MATERIAL FOR THE TASK –
/// Data layer: core types, loading, filtering, summaries and export.
///
/// Architecture:
/// ```text
///  .csv / .json / .parquet
///        │
///        ▼
///   ┌──────────┐     ┌────────────┐
///   │  loader   │◄────│   cache    │  path → Arc<MealTable>
///   └──────────┘     └────────────┘
///        │
///        ▼
///   ┌───────────┐
///   │ MealTable  │  columns + rows of CellValue
///   └───────────┘
///        │
///        ▼
///   ┌──────────┐
///   │  filter   │  FilterSpec → FilteredTable (row indices)
///   └──────────┘
///        │
///        ├──────────────┐
///        ▼              ▼
///   ┌───────────┐  ┌──────────┐
///   │ aggregate  │  │  export   │
///   └───────────┘  └──────────┘
/// ```

pub mod aggregate;
pub mod artifacts;
pub mod cache;
pub mod export;
pub mod filter;
pub mod loader;
pub mod model;
use std::collections::HashMap;
use std::path::{Path, PathBuf};
use std::sync::{Arc, PoisonError, RwLock};

use super::loader::{LoadError, load_file};
use super::model::MealTable;

/// Memoizes loaded tables per path for the lifetime of the cache.
///
/// Entries are never mutated or evicted; dropping the cache is the only way
/// to force a re-read.  Cloned handles share the same entries.
#[derive(Debug, Clone, Default)]
pub struct TableCache {
    entries: Arc<RwLock<HashMap<PathBuf, Arc<MealTable>>>>,
}

impl TableCache {
    pub fn new() -> Self {
        Self::default()
    }

    /// Return the cached table for `path`, loading it from disk on first use.
    pub fn get_or_load(&self, path: &Path) -> Result<Arc<MealTable>, LoadError> {
        self.get_or_load_with(path, load_file)
    }

    /// Like [`get_or_load`](Self::get_or_load) with an injected loader.
    /// Failed loads are not cached.
    pub fn get_or_load_with<F>(&self, path: &Path, load: F) -> Result<Arc<MealTable>, LoadError>
    where
        F: FnOnce(&Path) -> Result<MealTable, LoadError>,
    {
        if let Some(table) = self.get(path) {
            log::debug!("Table cache hit for {}", path.display());
            return Ok(table);
        }

        let table = Arc::new(load(path)?);
        let mut entries = self.entries.write().unwrap_or_else(PoisonError::into_inner);
        // Another handle may have raced us here; keep whichever landed first.
        let cached = entries
            .entry(path.to_path_buf())
            .or_insert_with(|| table)
            .clone();
        log::info!("Cached table for {}", path.display());
        Ok(cached)
    }

    pub fn get(&self, path: &Path) -> Option<Arc<MealTable>> {
        self.entries
            .read()
            .unwrap_or_else(PoisonError::into_inner)
            .get(path)
            .cloned()
    }

    pub fn len(&self) -> usize {
        self.entries
            .read()
            .unwrap_or_else(PoisonError::into_inner)
            .len()
    }

    pub fn is_empty(&self) -> bool {
        self.len() == 0
    }
}

#[cfg(test)]
mod tests {
    use super::*;
    use std::cell::Cell;

    fn tiny_table() -> MealTable {
        MealTable::from_raw(vec!["calories".into()], vec![vec![Some("100".to_string())]])
    }

    #[test]
    fn loads_once_per_path() {
        let cache = TableCache::new();
        let calls = Cell::new(0);
        let load = |_: &Path| -> Result<MealTable, LoadError> {
            calls.set(calls.get() + 1);
            Ok(tiny_table())
        };

        let a = cache.get_or_load_with(Path::new("meals.csv"), load).unwrap();
        let b = cache.get_or_load_with(Path::new("meals.csv"), load).unwrap();
        assert_eq!(calls.get(), 1);
        assert!(Arc::ptr_eq(&a, &b));

        cache.get_or_load_with(Path::new("other.csv"), load).unwrap();
        assert_eq!(calls.get(), 2);
        assert_eq!(cache.len(), 2);
    }

    #[test]
    fn failures_are_not_cached() {
        let cache = TableCache::new();
        let path = Path::new("missing.csv");
        let err = cache
            .get_or_load_with(path, |p| Err(LoadError::NotFound(p.to_path_buf())))
            .unwrap_err();
        assert!(matches!(err, LoadError::NotFound(_)));
        assert!(cache.is_empty());

        cache.get_or_load_with(path, |_| Ok(tiny_table())).unwrap();
        assert_eq!(cache.len(), 1);
    }

    #[test]
    fn clones_share_entries() {
        let cache = TableCache::new();
        let handle = cache.clone();
        cache
            .get_or_load_with(Path::new("meals.csv"), |_| Ok(tiny_table()))
            .unwrap();
        assert!(handle.get(Path::new("meals.csv")).is_some());
    }
}
pub mod panels;
pub mod plot;
pub mod preview;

WORK INSTRUCTIONS –
Each line above where the word "super" occurs should be returned in full.

THE COMPLETED TASK –
use super::loader::{LoadError, load_file};
use super::model::MealTable;
    use super::*;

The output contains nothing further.